Не согласился бы со мной и Дженкс, которого здание Сиднейской оперы оставило в замешательстве, ибо ему не удалось соотнести это произведение ни с иконическими, ни с символическими (по Чарльзу Пирсу) знаками. Дженкс капитулировал перед семиотической неопределенностью здания из‐за «отсутствия в нем общепринятой символики» и был склонен понимать его по аналогии с известным психологическим тестом «уткозаяц», который характеризует пациентов, а не предъявляемый им рисунок. Здание кажется ему сюрреалистическим: «Смысл воспринимаемого поражает, но тем не менее остается загадочным, совершенно ускользающим. Что кроме примитивного и возбуждающего пытается сказать Утцон? В самом деле, что кроме символотворчества означают все эти паруса, раковины, цветы, рыбы и монахини? Очевидно, наши эмоции возникают самопроизвольно, по своим законам, и нет определенной точки, в которой сходятся все эти значения»820
. Подход Дженкса оказался эвристически несостоятельным из‐за того, что он смотрел на произведение Утцона через призму внеисторических семиотических категорий типа «коммуникация», «код» и т. п., не уделяя внимания риторическим задачам, вставшим перед архитектором, столкнувшимся с неадекватной поэтикой архитектуры предшествовавших оперных театров.На мой взгляд, соответствие облика этого здания его оперной фунции достинуто не самой по себе беспрецедентной формой, от которой невозможно отвести взгляд, как от чуда, озадачивающего одновременно и сложностью замысла, и мнимой легкостью исполнения, а тем, что эта форма вызывает ассоциации с акустическими устройствами – резонаторами струнных инструментов, эоловыми арфами, рупорами, раструбами громкоговорителей, раковинами парковых эстрад.

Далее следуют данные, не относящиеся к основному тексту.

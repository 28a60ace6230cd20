//! Read-only progress summary for the home-screen widget.

use chrono::{DateTime, FixedOffset, TimeZone};
use rusqlite::Connection;
use serde::Serialize;

use crate::db::{StoreError, query};

/// Progress counts as of one reference instant.
#[derive(Debug, Clone, Copy, PartialEq, Eq, Serialize)]
pub struct ProgressEntry {
    pub date: DateTime<FixedOffset>,
    /// Completed steps whose completion falls on the reference's calendar day.
    pub today_completed_count: u64,
    /// Every step owned by a task, regardless of day. The name is kept for
    /// widget compatibility; it is not limited to today.
    pub today_total_count: u64,
    pub completed_tasks_count: u64,
    pub total_tasks_count: u64,
}

impl ProgressEntry {
    /// All-zero entry for `reference`.
    #[must_use]
    pub fn empty<Tz: TimeZone>(reference: &DateTime<Tz>) -> Self {
        Self {
            date: reference.fixed_offset(),
            today_completed_count: 0,
            today_total_count: 0,
            completed_tasks_count: 0,
            total_tasks_count: 0,
        }
    }
}

fn count(conn: &Connection, sql: &str) -> rusqlite::Result<u64> {
    let value: i64 = conn.query_row(sql, [], |row| row.get(0))?;
    Ok(u64::try_from(value).unwrap_or(0))
}

/// Aggregate progress. "Today" is the calendar day of `reference` in its own
/// time zone.
///
/// # Errors
///
/// Returns an error if the store cannot be read.
pub fn fetch_progress<Tz: TimeZone>(
    conn: &Connection,
    reference: &DateTime<Tz>,
) -> Result<ProgressEntry, StoreError> {
    let zone = reference.timezone();
    let day = reference.date_naive();

    let mut stmt = conn.prepare(
        "SELECT completed_at_us FROM steps
         WHERE is_completed = 1 AND completed_at_us IS NOT NULL",
    )?;
    let mut today_completed_count = 0;
    let mut rows = stmt.query([])?;
    while let Some(row) = rows.next()? {
        let completed_at = query::timestamp(row, 0)?;
        if completed_at.with_timezone(&zone).date_naive() == day {
            today_completed_count += 1;
        }
    }

    Ok(ProgressEntry {
        date: reference.fixed_offset(),
        today_completed_count,
        today_total_count: count(
            conn,
            "SELECT COUNT(*) FROM steps WHERE task_id IN (SELECT task_id FROM tasks)",
        )?,
        completed_tasks_count: count(conn, "SELECT COUNT(*) FROM tasks WHERE is_completed = 1")?,
        total_tasks_count: count(conn, "SELECT COUNT(*) FROM tasks")?,
    })
}

/// [`fetch_progress`] for callers that must always render something: a read
/// failure is logged and yields an all-zero entry.
#[must_use]
pub fn fetch_progress_or_default<Tz: TimeZone>(
    conn: &Connection,
    reference: &DateTime<Tz>,
) -> ProgressEntry {
    fetch_progress(conn, reference).unwrap_or_else(|error| {
        tracing::warn!(%error, "progress read failed; showing empty progress");
        ProgressEntry::empty(reference)
    })
}

#[cfg(test)]
mod tests {
    use super::*;
    use crate::db::{mutate, open_in_memory};
    use chrono::{Duration, Utc};

    fn offset(hours: i32) -> FixedOffset {
        FixedOffset::east_opt(hours * 3600).expect("valid offset")
    }

    #[test]
    fn empty_store_reports_zeros() {
        let conn = open_in_memory().expect("open");
        let now = Utc::now();
        assert_eq!(
            fetch_progress(&conn, &now).expect("progress"),
            ProgressEntry::empty(&now)
        );
    }

    #[test]
    fn day_boundary_follows_reference_zone() {
        let mut conn = open_in_memory().expect("open");
        let tokyo = offset(9);
        // 2026-05-10 23:30 in Tokyo is 14:30 UTC the same day.
        let completed = tokyo
            .with_ymd_and_hms(2026, 5, 10, 23, 30, 0)
            .single()
            .expect("valid");
        let task = mutate::create_task_with_steps(
            &mut conn,
            "late night",
            1,
            completed.with_timezone(&Utc) - Duration::hours(1),
        )
        .expect("create");
        mutate::toggle_step_completion(&mut conn, task.steps[0].id, completed.with_timezone(&Utc))
            .expect("toggle");

        let next_morning_tokyo = tokyo
            .with_ymd_and_hms(2026, 5, 11, 0, 30, 0)
            .single()
            .expect("valid");
        let same_instant_utc = next_morning_tokyo.with_timezone(&Utc);

        let in_tokyo = fetch_progress(&conn, &next_morning_tokyo).expect("progress");
        assert_eq!(in_tokyo.today_completed_count, 0);

        let in_utc = fetch_progress(&conn, &same_instant_utc).expect("progress");
        assert_eq!(in_utc.today_completed_count, 1);
        assert_eq!(in_utc.today_total_count, 1);
    }

    #[test]
    fn read_failure_degrades_to_zeros() {
        let conn = Connection::open_in_memory().expect("open");
        let now = Utc::now();
        assert!(fetch_progress(&conn, &now).is_err());
        assert_eq!(
            fetch_progress_or_default(&conn, &now),
            ProgressEntry::empty(&now)
        );
    }
}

Мне могут возразить, что сам Утцон скромно удовлетворялся сравнением оболочек театра с дольками апельсиновой кожуры821
. Но ведь это всего лишь инженерное пояснение к тому, что он назвал «сферическим решением», а не признание в желании «привести людей в мир фантазии». Ближе к моему переживанию здания Сиднейской оперы другое высказывание Утцона: «Если вы подумаете о готической церкви, вы будете близки к тому образу, что я имею в виду. Человеку никогда не наскучит смотреть на готический собор; благодаря солнцу, свету и облакам получается нечто одушевленное»822. Мы знаем, что высота готических нефов не имеет иного объяснения, кроме стремления достичь величественного звучания хоров. «Нечто одушевленное» – ключевые слова. Риторика Утцона обращает наше воображение и память к голосу и инструментальному тону, к разным тонам – высоким и низким, – звучащим одновременно, то есть к многоголосию. В этой архитектуре ничто не напоминает об искусстве танца. Придуманное Утцоном сооружение – визуальная метафора музыки.Но музыка еще не искусство оперы, ибо опера предполагает сюжет. Сюжет здания Сиднейской оперы возникает из соотнесения архитектурной формы с окружением. Звучащие раковины Утцона с их стеклянными мембранами – витражами, в которых хорошо (особенно по вечерам, во время спектакля) видны средники-струны, возвышаются над береговой линией мыса, окаймляющей сооружение с трех сторон. Глядим ли мы с моря или из города, зримое многоголосие Утцонова сооружения доносится до нас с берега. Эта музыка не абстрактная, не умозрительная, которую немецкие романтики неубедительно сравнивали с архитектурой, а морская, приморская музыка. Я упомянул эолову арфу как один из образов, рождающихся в воображении при взгляде на оперу Утцона. Эол – господин над ветрами, но не над ветрами пустынь или гор, а над морскими ветрами. Я не утверждаю, что сюжет зримой музыки Утцона связан с каким-либо определенным мифом. Суть моего восприятия Утцоновой риторики в том, что построенное по его проекту здание отсылает воображение в неопределенную мифическую ширь, в неисчерпаемое многобразие поэтически переживаемых основополагающих взаимоотношений человека и природы. В данном случае – взаимоотношений земли, моря и человека. Сила воздействия этого оперного дома – не чисто формальной природы. Это мифогенная сила. Перенесите мысленно оперу Утцона из Сиднея в любое место, удаленное от моря, – и она превратится в «научно-фантастический китч» (как Уоткин определил эстетику нью-йоркского музея Гуггенхайма).